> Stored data
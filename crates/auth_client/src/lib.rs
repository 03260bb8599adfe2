pub mod api;
pub mod client_trait;
pub mod error;
pub mod form;
pub mod models;
pub mod utils;

pub use api::client::AuthClient;
pub use chat_core::Config;
pub use client_trait::AuthApi;
pub use error::AuthError;
pub use form::{Field, FieldErrors, LoginForm, RegisterForm};
pub use models::{AuthResponse, FullName, LoginRequest, RegisterRequest};
use crate::router::Route;

/// Landing page: static copy and the links out of it.
#[derive(Debug, Clone, Copy, Default)]
pub struct HomePage;

impl HomePage {
    pub const BRAND: &'static str = "PingBot";
    pub const HEADLINE: &'static str = "Just Ask Whatever You Want";
    pub const TAGLINE: &'static str = "Experience the next generation of AI-powered conversations. \
        Get instant, intelligent responses with memory that understands your context.";

    pub fn nav_links(&self) -> [(&'static str, Route); 3] {
        [
            ("Login", Route::Login),
            ("Get Started", Route::Register),
            ("Start Chatting", Route::Chat),
        ]
    }

    pub fn features(&self) -> [(&'static str, &'static str); 3] {
        [
            (
                "Instant Responses",
                "Lightning-fast AI responses powered by advanced models",
            ),
            (
                "Smart Memory",
                "Context-aware conversations that remember you",
            ),
            (
                "Secure & Private",
                "Your conversations are encrypted and protected",
            ),
        ]
    }
}
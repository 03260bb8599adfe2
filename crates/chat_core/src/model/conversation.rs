//! Conversation - One chat thread in the sidebar list

use serde::{Deserialize, Serialize};

/// A chat thread.
///
/// The record does not carry an `active` flag. Which conversation is active
/// is owned by the chat container's active id, so the flag is computed when
/// a view of the list is produced.
#[derive(Serialize, Deserialize, Clone, Debug, PartialEq, Eq)]
pub struct Conversation {
    pub id: String,
    pub title: String,
}

impl Conversation {
    pub fn new(id: impl Into<String>, title: impl Into<String>) -> Self {
        Self {
            id: id.into(),
            title: title.into(),
        }
    }

    /// Create a conversation with a freshly generated id.
    pub fn with_title(title: impl Into<String>) -> Self {
        Self::new(super::new_id(), title)
    }
}

/// The conversations a fresh client starts with.
pub fn seed_conversations() -> Vec<Conversation> {
    [
        ("1", "How can I help you?"),
        ("2", "JSON Data for Table"),
        ("3", "Enhancing Donut Chart"),
        ("4", "Modern Hero Slider"),
        ("5", "Tailwind UI Refinement"),
    ]
    .into_iter()
    .map(|(id, title)| Conversation::new(id, title))
    .collect()
}
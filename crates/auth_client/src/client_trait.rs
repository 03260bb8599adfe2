use async_trait::async_trait;

use crate::error::AuthError;
use crate::models::{AuthResponse, LoginRequest, RegisterRequest};

#[async_trait]
pub trait AuthApi: Send + Sync {
    async fn login(&self, request: &LoginRequest) -> Result<AuthResponse, AuthError>;

    async fn register(&self, request: &RegisterRequest) -> Result<AuthResponse, AuthError>;
}
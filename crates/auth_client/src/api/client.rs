use std::sync::Arc;
use std::time::Duration;

use async_trait::async_trait;
use chat_core::config::{Config, ProxyAuth};
use log::info;
use reqwest::header::{HeaderMap, HeaderValue, ACCEPT};
use reqwest::{Client, Proxy, Url};

use crate::api::{LOGIN_PATH, REGISTER_PATH};
use crate::client_trait::AuthApi;
use crate::error::AuthError;
use crate::models::{AuthResponse, LoginRequest, RegisterRequest};
use crate::utils::http_utils::{into_auth_response, post_json};

fn apply_proxy_auth(proxy: Proxy, auth: Option<&ProxyAuth>) -> Proxy {
    let Some(auth) = auth else {
        return proxy;
    };
    if auth.username.is_empty() {
        return proxy;
    }
    proxy.basic_auth(&auth.username, &auth.password)
}

/// HTTP client for the `/api/auth/*` endpoints.
///
/// With `with_credentials` on, the client keeps a cookie jar so a session
/// cookie set by login rides along on every later request made through the
/// same client.
#[derive(Debug, Clone)]
pub struct AuthClient {
    client: Arc<Client>,
    config: Config,
}

impl AuthClient {
    pub fn new(config: Config) -> Result<Self, AuthError> {
        Url::parse(&config.base_url).map_err(|_| AuthError::InvalidUrl(config.base_url.clone()))?;
        let client = Self::build_http_client(&config)?;
        Ok(Self {
            client: Arc::new(client),
            config,
        })
    }

    fn build_http_client(config: &Config) -> Result<Client, AuthError> {
        let mut builder = Client::builder()
            .default_headers(Self::get_default_headers())
            .cookie_store(config.with_credentials)
            .timeout(Duration::from_secs(config.request_timeout_secs));
        if !config.http_proxy.is_empty() {
            let mut proxy = Proxy::http(&config.http_proxy)?;
            proxy = apply_proxy_auth(proxy, config.http_proxy_auth.as_ref());
            builder = builder.proxy(proxy);
        }
        if !config.https_proxy.is_empty() {
            let mut proxy = Proxy::https(&config.https_proxy)?;
            proxy = apply_proxy_auth(proxy, config.https_proxy_auth.as_ref());
            builder = builder.proxy(proxy);
        }
        Ok(builder.build()?)
    }

    pub fn get_default_headers() -> HeaderMap {
        let mut header = HeaderMap::new();
        header.insert(ACCEPT, HeaderValue::from_static("application/json"));
        header
    }

    pub fn login_url(&self) -> String {
        self.config.endpoint(LOGIN_PATH)
    }

    pub fn register_url(&self) -> String {
        self.config.endpoint(REGISTER_PATH)
    }
}

#[async_trait]
impl AuthApi for AuthClient {
    async fn login(&self, request: &LoginRequest) -> Result<AuthResponse, AuthError> {
        info!("Logging in as {}", request.email);
        let resp = post_json(&self.client, &self.login_url(), request).await?;
        into_auth_response(resp).await
    }

    async fn register(&self, request: &RegisterRequest) -> Result<AuthResponse, AuthError> {
        info!("Registering {}", request.email);
        let resp = post_json(&self.client, &self.register_url(), request).await?;
        into_auth_response(resp).await
    }
}
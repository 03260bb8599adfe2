//! chat_state - Client-side state store for the PingBot chat client
//!
//! Three flat containers (chat, connection, UI) composed into one [`Store`]
//! that the pages read from and dispatch [`StoreAction`]s into.

pub mod selectors;
pub mod store;

// Re-export commonly used types
pub use store::{
    ChatState, ConnectionState, ConnectionStatus, Container, ConversationView, Dispatched, Store,
    StoreAction, UiState,
};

> Problem requirements
Please repeat every entry, exactly as it was written.

> Task response
filename crates/auth_client/src/lib.rs
repository 03260bb8599adfe2
pub mod api;
pub mod client_trait;
pub mod error;
pub mod form;
pub mod models;
pub mod utils;

pub use api::client::AuthClient;
pub use chat_core::Config;
pub use client_trait::AuthApi;
pub use error::AuthError;
pub use form::{Field, FieldErrors, LoginForm, RegisterForm};
pub use models::{AuthResponse, FullName, LoginRequest, RegisterRequest};
use crate::router::Route;

/// Landing page: static copy and the links out of it.
#[derive(Debug, Clone, Copy, Default)]
pub struct HomePage;

impl HomePage {
    pub const BRAND: &'static str = "PingBot";
    pub const HEADLINE: &'static str = "Just Ask Whatever You Want";
    pub const TAGLINE: &'static str = "Experience the next generation of AI-powered conversations. \
        Get instant, intelligent responses with memory that understands your context.";

    pub fn nav_links(&self) -> [(&'static str, Route); 3] {
        [
            ("Login", Route::Login),
            ("Get Started", Route::Register),
            ("Start Chatting", Route::Chat),
        ]
    }

    pub fn features(&self) -> [(&'static str, &'static str); 3] {
        [
            (
                "Instant Responses",
                "Lightning-fast AI responses powered by advanced models",
            ),
            (
                "Smart Memory",
                "Context-aware conversations that remember you",
            ),
            (
                "Secure & Private",
                "Your conversations are encrypted and protected",
            ),
        ]
    }
}
repository 03260bb8599adfe2
filename crates/chat_core/src/model/conversation.rs
//! Conversation - One chat thread in the sidebar list

use serde::{Deserialize, Serialize};

/// A chat thread.
///
/// The record does not carry an `active` flag. Which conversation is active
/// is owned by the chat container's active id, so the flag is computed when
/// a view of the list is produced.
#[derive(Serialize, Deserialize, Clone, Debug, PartialEq, Eq)]
pub struct Conversation {
    pub id: String,
    pub title: String,
}

impl Conversation {
    pub fn new(id: impl Into<String>, title: impl Into<String>) -> Self {
        Self {
            id: id.into(),
            title: title.into(),
        }
    }

    /// Create a conversation with a freshly generated id.
    pub fn with_title(title: impl Into<String>) -> Self {
        Self::new(super::new_id(), title)
    }
}

/// The conversations a fresh client starts with.
pub fn seed_conversations() -> Vec<Conversation> {
    [
        ("1", "How can I help you?"),
        ("2", "JSON Data for Table"),
        ("3", "Enhancing Donut Chart"),
        ("4", "Modern Hero Slider"),
        ("5", "Tailwind UI Refinement"),
    ]
    .into_iter()
    .map(|(id, title)| Conversation::new(id, title))
    .collect()
}
filename crates/auth_client/src/client_trait.rs
repository 03260bb8599adfe2
use async_trait::async_trait;

use crate::error::AuthError;
use crate::models::{AuthResponse, LoginRequest, RegisterRequest};

#[async_trait]
pub trait AuthApi: Send + Sync {
    async fn login(&self, request: &LoginRequest) -> Result<AuthResponse, AuthError>;

    async fn register(&self, request: &RegisterRequest) -> Result<AuthResponse, AuthError>;
}
filename crates/auth_client/src/api/client.rs
use std::sync::Arc;
use std::time::Duration;

use async_trait::async_trait;
use chat_core::config::{Config, ProxyAuth};
use log::info;
use reqwest::header::{HeaderMap, HeaderValue, ACCEPT};
use reqwest::{Client, Proxy, Url};

use crate::api::{LOGIN_PATH, REGISTER_PATH};
use crate::client_trait::AuthApi;
use crate::error::AuthError;
use crate::models::{AuthResponse, LoginRequest, RegisterRequest};
use crate::utils::http_utils::{into_auth_response, post_json};

fn apply_proxy_auth(proxy: Proxy, auth: Option<&ProxyAuth>) -> Proxy {
    let Some(auth) = auth else {
        return proxy;
    };
    if auth.username.is_empty() {
        return proxy;
    }
    proxy.basic_auth(&auth.username, &auth.password)
}

/// HTTP client for the `/api/auth/*` endpoints.
///
/// With `with_credentials` on, the client keeps a cookie jar so a session
/// cookie set by login rides along on every later request made through the
/// same client.
#[derive(Debug, Clone)]
pub struct AuthClient {
    client: Arc<Client>,
    config: Config,
}

impl AuthClient {
    pub fn new(config: Config) -> Result<Self, AuthError> {
        Url::parse(&config.base_url).map_err(|_| AuthError::InvalidUrl(config.base_url.clone()))?;
        let client = Self::build_http_client(&config)?;
        Ok(Self {
            client: Arc::new(client),
            config,
        })
    }

    fn build_http_client(config: &Config) -> Result<Client, AuthError> {
        let mut builder = Client::builder()
            .default_headers(Self::get_default_headers())
            .cookie_store(config.with_credentials)
            .timeout(Duration::from_secs(config.request_timeout_secs));
        if !config.http_proxy.is_empty() {
            let mut proxy = Proxy::http(&config.http_proxy)?;
            proxy = apply_proxy_auth(proxy, config.http_proxy_auth.as_ref());
            builder = builder.proxy(proxy);
        }
        if !config.https_proxy.is_empty() {
            let mut proxy = Proxy::https(&config.https_proxy)?;
            proxy = apply_proxy_auth(proxy, config.https_proxy_auth.as_ref());
            builder = builder.proxy(proxy);
        }
        Ok(builder.build()?)
    }

    pub fn get_default_headers() -> HeaderMap {
        let mut header = HeaderMap::new();
        header.insert(ACCEPT, HeaderValue::from_static("application/json"));
        header
    }

    pub fn login_url(&self) -> String {
        self.config.endpoint(LOGIN_PATH)
    }

    pub fn register_url(&self) -> String {
        self.config.endpoint(REGISTER_PATH)
    }
}

#[async_trait]
impl AuthApi for AuthClient {
    async fn login(&self, request: &LoginRequest) -> Result<AuthResponse, AuthError> {
        info!("Logging in as {}", request.email);
        let resp = post_json(&self.client, &self.login_url(), request).await?;
        into_auth_response(resp).await
    }

    async fn register(&self, request: &RegisterRequest) -> Result<AuthResponse, AuthError> {
        info!("Registering {}", request.email);
        let resp = post_json(&self.client, &self.register_url(), request).await?;
        into_auth_response(resp).await
    }
}
repository 03260bb8599adfe2
//! chat_state - Client-side state store for the PingBot chat client
//!
//! Three flat containers (chat, connection, UI) composed into one [`Store`]
//! that the pages read from and dispatch [`StoreAction`]s into.

pub mod selectors;
pub mod store;

// Re-export commonly used types
pub use store::{
    ChatState, ConnectionState, ConnectionStatus, Container, ConversationView, Dispatched, Store,
    StoreAction, UiState,
};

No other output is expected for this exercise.